Please print each entry below exactly as it reads.

= Entries supplied =
=======

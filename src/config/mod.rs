use crate::error::AppError;
use std::env;
use url::Url;

const DEFAULT_SANITIZE_URL: &str = "http://localhost:8000/sanitize";

/// Client configuration for the sanitize and backup services
#[derive(Debug, Clone)]
pub struct ClientConfig {
    /// Endpoint of the remote metadata-removal service
    pub sanitize_url: Url,

    /// Maximum file size accepted at ingestion in bytes (default: 256 MB)
    pub max_file_size: usize,

    /// Google OAuth client ID (required for backups)
    pub google_client_id: Option<String>,
    /// Google OAuth client secret (required for backups)
    pub google_client_secret: Option<String>,
    /// Google OAuth refresh token granted to this installation
    pub google_refresh_token: Option<String>,
}

impl Default for ClientConfig {
    fn default() -> Self {
        Self {
            sanitize_url: Url::parse(DEFAULT_SANITIZE_URL).expect("default sanitize URL is valid"),
            max_file_size: 256 * 1024 * 1024, // 256 MB
            google_client_id: None,
            google_client_secret: None,
            google_refresh_token: None,
        }
    }
}

impl ClientConfig {
    /// Load configuration from environment variables
    pub fn from_env() -> Result<Self, AppError> {
        let default = Self::default();

        let sanitize_url = match env::var("SANITIZE_URL") {
            Ok(raw) => Url::parse(&raw)
                .map_err(|e| AppError::Config(format!("Invalid SANITIZE_URL '{}': {}", raw, e)))?,
            Err(_) => default.sanitize_url,
        };

        Ok(Self {
            sanitize_url,

            max_file_size: env::var("MAX_FILE_SIZE")
                .ok()
                .and_then(|v| v.parse().ok())
                .unwrap_or(default.max_file_size),

            google_client_id: env::var("GOOGLE_CLIENT_ID").ok(),
            google_client_secret: env::var("GOOGLE_CLIENT_SECRET").ok(),
            google_refresh_token: env::var("GOOGLE_REFRESH_TOKEN").ok(),
        })
    }
}
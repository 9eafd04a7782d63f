use super::cloud_providers::CloudProvider;
use super::notifier::{Notification, Notifier};
use super::token_manager::TokenManager;
use crate::error::AppError;
use crate::models::FileQueue;
use crate::utils::mime_type::detect_mime;
use std::sync::Arc;
use tokio::sync::Mutex;

/// Drives sanitized items through the cloud upload, independent of sanitize
/// timing. Only reads `Success` items and only writes the backup sub-record,
/// so it can run alongside a sanitize pass without racing on the same fields.
pub struct BackupService {
    queue: Arc<Mutex<FileQueue>>,
    provider: Arc<dyn CloudProvider>,
    tokens: Arc<TokenManager>,
    notifier: Arc<dyn Notifier>,
}

impl BackupService {
    pub fn new(
        queue: Arc<Mutex<FileQueue>>,
        provider: Arc<dyn CloudProvider>,
        tokens: Arc<TokenManager>,
        notifier: Arc<dyn Notifier>,
    ) -> Self {
        Self {
            queue,
            provider,
            tokens,
            notifier,
        }
    }

    /// Back up every sanitized item whose original is not yet stored.
    ///
    /// The whole batch waits on one confirmed credential: if acquisition
    /// fails, no upload is attempted and no sub-record changes. A failing
    /// upload leaves its item `Pending` and the batch moves on.
    pub async fn backup_all(&self) -> Result<(), AppError> {
        let candidates = {
            let queue = self.queue.lock().await;
            queue.backup_candidates()
        };

        if candidates.is_empty() {
            tracing::info!("No files to back up");
            return Ok(());
        }

        let access_token = match self.tokens.get_valid_token().await {
            Ok(token) => token,
            Err(e) => {
                let error = format!("{:#}", e);
                self.notifier
                    .notify(Notification::CredentialFailed { error: error.clone() });
                return Err(AppError::Auth(error));
            }
        };

        self.notifier.notify(Notification::BackupStarted {
            count: candidates.len(),
        });
        tracing::info!(
            "Backing up {} file(s) to {}...",
            candidates.len(),
            self.provider.display_name()
        );

        for (id, name, payload) in candidates {
            self.queue.lock().await.mark_backup_pending(id);

            let destination = format!("{}_cleaned", name);
            let mime_type = detect_mime(&payload, &name);

            match self
                .provider
                .upload_file(&access_token, &destination, payload, mime_type)
                .await
            {
                Ok(remote) => {
                    self.queue.lock().await.complete_backup(id, remote.id);
                    tracing::info!("{} backed up as {}", name, remote.name);
                }
                Err(e) => {
                    let error = format!("{:#}", e);
                    self.notifier.notify(Notification::BackupFailed {
                        id,
                        name,
                        error,
                    });
                }
            }
        }

        Ok(())
    }
}
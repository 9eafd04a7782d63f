use anyhow::Result;
use async_trait::async_trait;
use bytes::Bytes;
use chrono::{DateTime, Utc};

#[derive(Debug, Clone, serde::Serialize)]
pub struct CloudFile {
    pub id: String,
    pub name: String,
    pub mime_type: Option<String>,
    pub size: Option<i64>,
    pub modified_at: Option<DateTime<Utc>>,
}

#[derive(Debug, Clone)]
pub struct CloudTokens {
    pub access_token: String,
    pub expires_at: DateTime<Utc>,
}

#[async_trait]
pub trait CloudProvider: Send + Sync {
    /// Provider identifier (e.g., "google_drive")
    fn provider_id(&self) -> &'static str;

    /// Human-readable name (e.g., "Google Drive")
    fn display_name(&self) -> &'static str;

    /// Acquire a fresh access token for this session
    async fn request_token(&self) -> Result<CloudTokens>;

    /// Upload file content to the cloud
    async fn upload_file(
        &self, access_token: &str, file_name: &str, data: Bytes, mime_type: &str,
    ) -> Result<CloudFile>;

    /// List files previously uploaded by this client
    async fn list_files(&self, access_token: &str) -> Result<Vec<CloudFile>>;

    /// Download file content
    async fn download_file(&self, access_token: &str, file_id: &str) -> Result<Bytes>;

    /// Delete a file from the cloud
    async fn delete_file(&self, access_token: &str, file_id: &str) -> Result<()>;
}

pub mod google_drive;
/// Human-readable file size (B / KB / MB)
pub fn format_size(bytes: u64) -> String {
    if bytes < 1024 {
        format!("{} B", bytes)
    } else if bytes < 1024 * 1024 {
        format!("{:.1} KB", bytes as f64 / 1024.0)
    } else {
        format!("{:.1} MB", bytes as f64 / (1024.0 * 1024.0))
    }
}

=======

= Solution to this exercise =
filename src/config/mod.rs
use crate::error::AppError;
use std::env;
use url::Url;

const DEFAULT_SANITIZE_URL: &str = "http://localhost:8000/sanitize";

/// Client configuration for the sanitize and backup services
#[derive(Debug, Clone)]
pub struct ClientConfig {
    /// Endpoint of the remote metadata-removal service
    pub sanitize_url: Url,

    /// Maximum file size accepted at ingestion in bytes (default: 256 MB)
    pub max_file_size: usize,

    /// Google OAuth client ID (required for backups)
    pub google_client_id: Option<String>,
    /// Google OAuth client secret (required for backups)
    pub google_client_secret: Option<String>,
    /// Google OAuth refresh token granted to this installation
    pub google_refresh_token: Option<String>,
}

impl Default for ClientConfig {
    fn default() -> Self {
        Self {
            sanitize_url: Url::parse(DEFAULT_SANITIZE_URL).expect("default sanitize URL is valid"),
            max_file_size: 256 * 1024 * 1024, // 256 MB
            google_client_id: None,
            google_client_secret: None,
            google_refresh_token: None,
        }
    }
}

impl ClientConfig {
    /// Load configuration from environment variables
    pub fn from_env() -> Result<Self, AppError> {
        let default = Self::default();

        let sanitize_url = match env::var("SANITIZE_URL") {
            Ok(raw) => Url::parse(&raw)
                .map_err(|e| AppError::Config(format!("Invalid SANITIZE_URL '{}': {}", raw, e)))?,
            Err(_) => default.sanitize_url,
        };

        Ok(Self {
            sanitize_url,

            max_file_size: env::var("MAX_FILE_SIZE")
                .ok()
                .and_then(|v| v.parse().ok())
                .unwrap_or(default.max_file_size),

            google_client_id: env::var("GOOGLE_CLIENT_ID").ok(),
            google_client_secret: env::var("GOOGLE_CLIENT_SECRET").ok(),
            google_refresh_token: env::var("GOOGLE_REFRESH_TOKEN").ok(),
        })
    }
}
repository 9eafd04a7782d63f
use super::cloud_providers::CloudProvider;
use super::notifier::{Notification, Notifier};
use super::token_manager::TokenManager;
use crate::error::AppError;
use crate::models::FileQueue;
use crate::utils::mime_type::detect_mime;
use std::sync::Arc;
use tokio::sync::Mutex;

/// Drives sanitized items through the cloud upload, independent of sanitize
/// timing. Only reads `Success` items and only writes the backup sub-record,
/// so it can run alongside a sanitize pass without racing on the same fields.
pub struct BackupService {
    queue: Arc<Mutex<FileQueue>>,
    provider: Arc<dyn CloudProvider>,
    tokens: Arc<TokenManager>,
    notifier: Arc<dyn Notifier>,
}

impl BackupService {
    pub fn new(
        queue: Arc<Mutex<FileQueue>>,
        provider: Arc<dyn CloudProvider>,
        tokens: Arc<TokenManager>,
        notifier: Arc<dyn Notifier>,
    ) -> Self {
        Self {
            queue,
            provider,
            tokens,
            notifier,
        }
    }

    /// Back up every sanitized item whose original is not yet stored.
    ///
    /// The whole batch waits on one confirmed credential: if acquisition
    /// fails, no upload is attempted and no sub-record changes. A failing
    /// upload leaves its item `Pending` and the batch moves on.
    pub async fn backup_all(&self) -> Result<(), AppError> {
        let candidates = {
            let queue = self.queue.lock().await;
            queue.backup_candidates()
        };

        if candidates.is_empty() {
            tracing::info!("No files to back up");
            return Ok(());
        }

        let access_token = match self.tokens.get_valid_token().await {
            Ok(token) => token,
            Err(e) => {
                let error = format!("{:#}", e);
                self.notifier
                    .notify(Notification::CredentialFailed { error: error.clone() });
                return Err(AppError::Auth(error));
            }
        };

        self.notifier.notify(Notification::BackupStarted {
            count: candidates.len(),
        });
        tracing::info!(
            "Backing up {} file(s) to {}...",
            candidates.len(),
            self.provider.display_name()
        );

        for (id, name, payload) in candidates {
            self.queue.lock().await.mark_backup_pending(id);

            let destination = format!("{}_cleaned", name);
            let mime_type = detect_mime(&payload, &name);

            match self
                .provider
                .upload_file(&access_token, &destination, payload, mime_type)
                .await
            {
                Ok(remote) => {
                    self.queue.lock().await.complete_backup(id, remote.id);
                    tracing::info!("{} backed up as {}", name, remote.name);
                }
                Err(e) => {
                    let error = format!("{:#}", e);
                    self.notifier.notify(Notification::BackupFailed {
                        id,
                        name,
                        error,
                    });
                }
            }
        }

        Ok(())
    }
}
repository 9eafd04a7782d63f
use anyhow::Result;
use async_trait::async_trait;
use bytes::Bytes;
use chrono::{DateTime, Utc};

#[derive(Debug, Clone, serde::Serialize)]
pub struct CloudFile {
    pub id: String,
    pub name: String,
    pub mime_type: Option<String>,
    pub size: Option<i64>,
    pub modified_at: Option<DateTime<Utc>>,
}

#[derive(Debug, Clone)]
pub struct CloudTokens {
    pub access_token: String,
    pub expires_at: DateTime<Utc>,
}

#[async_trait]
pub trait CloudProvider: Send + Sync {
    /// Provider identifier (e.g., "google_drive")
    fn provider_id(&self) -> &'static str;

    /// Human-readable name (e.g., "Google Drive")
    fn display_name(&self) -> &'static str;

    /// Acquire a fresh access token for this session
    async fn request_token(&self) -> Result<CloudTokens>;

    /// Upload file content to the cloud
    async fn upload_file(
        &self, access_token: &str, file_name: &str, data: Bytes, mime_type: &str,
    ) -> Result<CloudFile>;

    /// List files previously uploaded by this client
    async fn list_files(&self, access_token: &str) -> Result<Vec<CloudFile>>;

    /// Download file content
    async fn download_file(&self, access_token: &str, file_id: &str) -> Result<Bytes>;

    /// Delete a file from the cloud
    async fn delete_file(&self, access_token: &str, file_id: &str) -> Result<()>;
}

pub mod google_drive;
/// Human-readable file size (B / KB / MB)
pub fn format_size(bytes: u64) -> String {
    if bytes < 1024 {
        format!("{} B", bytes)
    } else if bytes < 1024 * 1024 {
        format!("{:.1} KB", bytes as f64 / 1024.0)
    } else {
        format!("{:.1} MB", bytes as f64 / (1024.0 * 1024.0))
    }
}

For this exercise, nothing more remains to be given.